Task statement
Word for word, restate all of the entries.

'''

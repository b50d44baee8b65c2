//! A migrated database with the three Diesel repositories and seed helpers.

use std::sync::atomic::{AtomicU32, Ordering};

use chrono::NaiveDate;
use mechanic_shop::domain::ports::{IdentityRepository, PartRepository, TicketRepository};
use mechanic_shop::domain::{
    Account, CustomerId, EmailAddress, ExternalId, Identity, MechanicId, NewIdentity, NewPart,
    NewTicket, PartId, PartName, PasswordHash, PersonName, PhoneNumber, Profile, Salary,
    ServiceDescription, TicketId, UnitPrice, Vin,
};
use mechanic_shop::outbound::persistence::{
    DbPool, DieselIdentityRepository, DieselPartRepository, DieselTicketRepository, PoolConfig,
};
use pg_embedded_setup_unpriv::TestCluster;
use tokio::runtime::Runtime;

use super::pg_embed::test_cluster;
use super::{migrate_schema, reset_database};

/// Repositories over one freshly migrated database.
pub struct DieselShop {
    pub runtime: Runtime,
    pub identities: DieselIdentityRepository,
    pub parts: DieselPartRepository,
    pub tickets: DieselTicketRepository,
    _cluster: TestCluster,
}

impl DieselShop {
    /// Start a cluster, migrate `database` and open a pool of `pool_size`.
    pub fn start(database: &str, pool_size: u32) -> Result<Self, String> {
        let runtime = Runtime::new().map_err(|err| err.to_string())?;
        let cluster = test_cluster()?;
        reset_database(&cluster, database)?;
        let url = cluster.connection().database_url(database);
        migrate_schema(&url)?;

        let config = PoolConfig::new(&url)
            .with_max_size(pool_size)
            .with_min_idle(Some(1));
        let pool = runtime
            .block_on(DbPool::new(config))
            .map_err(|err| err.to_string())?;

        Ok(Self {
            runtime,
            identities: DieselIdentityRepository::new(pool.clone()),
            parts: DieselPartRepository::new(pool.clone()),
            tickets: DieselTicketRepository::new(pool),
            _cluster: cluster,
        })
    }

    pub async fn customer(&self, seed: &str) -> CustomerId {
        match self
            .identities
            .insert(NewIdentity::Customer {
                account: account(seed),
            })
            .await
            .expect("customer inserted")
        {
            Identity::Customer(customer) => customer.id,
            Identity::Mechanic(_) => panic!("expected a customer"),
        }
    }

    pub async fn mechanic(&self, seed: &str) -> MechanicId {
        match self
            .identities
            .insert(NewIdentity::Mechanic {
                account: account(seed),
                salary: Salary::new(52_000).expect("valid salary"),
            })
            .await
            .expect("mechanic inserted")
        {
            Identity::Mechanic(mechanic) => mechanic.id,
            Identity::Customer(_) => panic!("expected a mechanic"),
        }
    }

    pub async fn part(&self, name: &str, cents: i64, quantity: u32) -> PartId {
        self.parts
            .insert(NewPart {
                name: PartName::new(name).expect("valid name"),
                price: UnitPrice::from_cents(cents).expect("valid price"),
                quantity_on_hand: quantity,
            })
            .await
            .expect("part inserted")
            .id
    }

    pub async fn ticket(&self, customer: CustomerId, mechanics: &[MechanicId]) -> TicketId {
        let ticket = NewTicket::new(
            customer,
            Vin::new("1HGCM82633A123456").expect("valid VIN"),
            service_date(),
            ServiceDescription::new("Replace headlights").expect("valid description"),
            mechanics.iter().copied(),
        )
        .expect("valid ticket");
        self.tickets.insert(ticket).await.expect("ticket inserted").id
    }

    pub async fn on_hand(&self, part: PartId) -> u32 {
        self.parts
            .find(part)
            .await
            .expect("read part")
            .expect("part exists")
            .quantity_on_hand
    }
}

pub fn service_date() -> NaiveDate {
    NaiveDate::from_ymd_opt(2030, 6, 15).expect("valid date")
}

fn account(seed: &str) -> Account {
    static NEXT_PHONE: AtomicU32 = AtomicU32::new(0);
    let n = NEXT_PHONE.fetch_add(1, Ordering::Relaxed);
    Account {
        external_id: ExternalId::random(),
        profile: Profile {
            name: PersonName::new(format!("Person {seed}")).expect("valid name"),
            email: EmailAddress::new(format!("{seed}@shop.test")).expect("valid email"),
            phone: PhoneNumber::new(format!("555-200-{:04}", n % 10_000)).expect("valid phone"),
        },
        password_hash: PasswordHash::from_encoded(format!("hash-{seed}")),
        revocation_counter: 0,
    }
}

'''

Exercise response
repository b50d44baee8b65c2
//! A migrated database with the three Diesel repositories and seed helpers.

use std::sync::atomic::{AtomicU32, Ordering};

use chrono::NaiveDate;
use mechanic_shop::domain::ports::{IdentityRepository, PartRepository, TicketRepository};
use mechanic_shop::domain::{
    Account, CustomerId, EmailAddress, ExternalId, Identity, MechanicId, NewIdentity, NewPart,
    NewTicket, PartId, PartName, PasswordHash, PersonName, PhoneNumber, Profile, Salary,
    ServiceDescription, TicketId, UnitPrice, Vin,
};
use mechanic_shop::outbound::persistence::{
    DbPool, DieselIdentityRepository, DieselPartRepository, DieselTicketRepository, PoolConfig,
};
use pg_embedded_setup_unpriv::TestCluster;
use tokio::runtime::Runtime;

use super::pg_embed::test_cluster;
use super::{migrate_schema, reset_database};

/// Repositories over one freshly migrated database.
pub struct DieselShop {
    pub runtime: Runtime,
    pub identities: DieselIdentityRepository,
    pub parts: DieselPartRepository,
    pub tickets: DieselTicketRepository,
    _cluster: TestCluster,
}

impl DieselShop {
    /// Start a cluster, migrate `database` and open a pool of `pool_size`.
    pub fn start(database: &str, pool_size: u32) -> Result<Self, String> {
        let runtime = Runtime::new().map_err(|err| err.to_string())?;
        let cluster = test_cluster()?;
        reset_database(&cluster, database)?;
        let url = cluster.connection().database_url(database);
        migrate_schema(&url)?;

        let config = PoolConfig::new(&url)
            .with_max_size(pool_size)
            .with_min_idle(Some(1));
        let pool = runtime
            .block_on(DbPool::new(config))
            .map_err(|err| err.to_string())?;

        Ok(Self {
            runtime,
            identities: DieselIdentityRepository::new(pool.clone()),
            parts: DieselPartRepository::new(pool.clone()),
            tickets: DieselTicketRepository::new(pool),
            _cluster: cluster,
        })
    }

    pub async fn customer(&self, seed: &str) -> CustomerId {
        match self
            .identities
            .insert(NewIdentity::Customer {
                account: account(seed),
            })
            .await
            .expect("customer inserted")
        {
            Identity::Customer(customer) => customer.id,
            Identity::Mechanic(_) => panic!("expected a customer"),
        }
    }

    pub async fn mechanic(&self, seed: &str) -> MechanicId {
        match self
            .identities
            .insert(NewIdentity::Mechanic {
                account: account(seed),
                salary: Salary::new(52_000).expect("valid salary"),
            })
            .await
            .expect("mechanic inserted")
        {
            Identity::Mechanic(mechanic) => mechanic.id,
            Identity::Customer(_) => panic!("expected a mechanic"),
        }
    }

    pub async fn part(&self, name: &str, cents: i64, quantity: u32) -> PartId {
        self.parts
            .insert(NewPart {
                name: PartName::new(name).expect("valid name"),
                price: UnitPrice::from_cents(cents).expect("valid price"),
                quantity_on_hand: quantity,
            })
            .await
            .expect("part inserted")
            .id
    }

    pub async fn ticket(&self, customer: CustomerId, mechanics: &[MechanicId]) -> TicketId {
        let ticket = NewTicket::new(
            customer,
            Vin::new("1HGCM82633A123456").expect("valid VIN"),
            service_date(),
            ServiceDescription::new("Replace headlights").expect("valid description"),
            mechanics.iter().copied(),
        )
        .expect("valid ticket");
        self.tickets.insert(ticket).await.expect("ticket inserted").id
    }

    pub async fn on_hand(&self, part: PartId) -> u32 {
        self.parts
            .find(part)
            .await
            .expect("read part")
            .expect("part exists")
            .quantity_on_hand
    }
}

pub fn service_date() -> NaiveDate {
    NaiveDate::from_ymd_opt(2030, 6, 15).expect("valid date")
}

fn account(seed: &str) -> Account {
    static NEXT_PHONE: AtomicU32 = AtomicU32::new(0);
    let n = NEXT_PHONE.fetch_add(1, Ordering::Relaxed);
    Account {
        external_id: ExternalId::random(),
        profile: Profile {
            name: PersonName::new(format!("Person {seed}")).expect("valid name"),
            email: EmailAddress::new(format!("{seed}@shop.test")).expect("valid email"),
            phone: PhoneNumber::new(format!("555-200-{:04}", n % 10_000)).expect("valid phone"),
        },
        password_hash: PasswordHash::from_encoded(format!("hash-{seed}")),
        revocation_counter: 0,
    }
}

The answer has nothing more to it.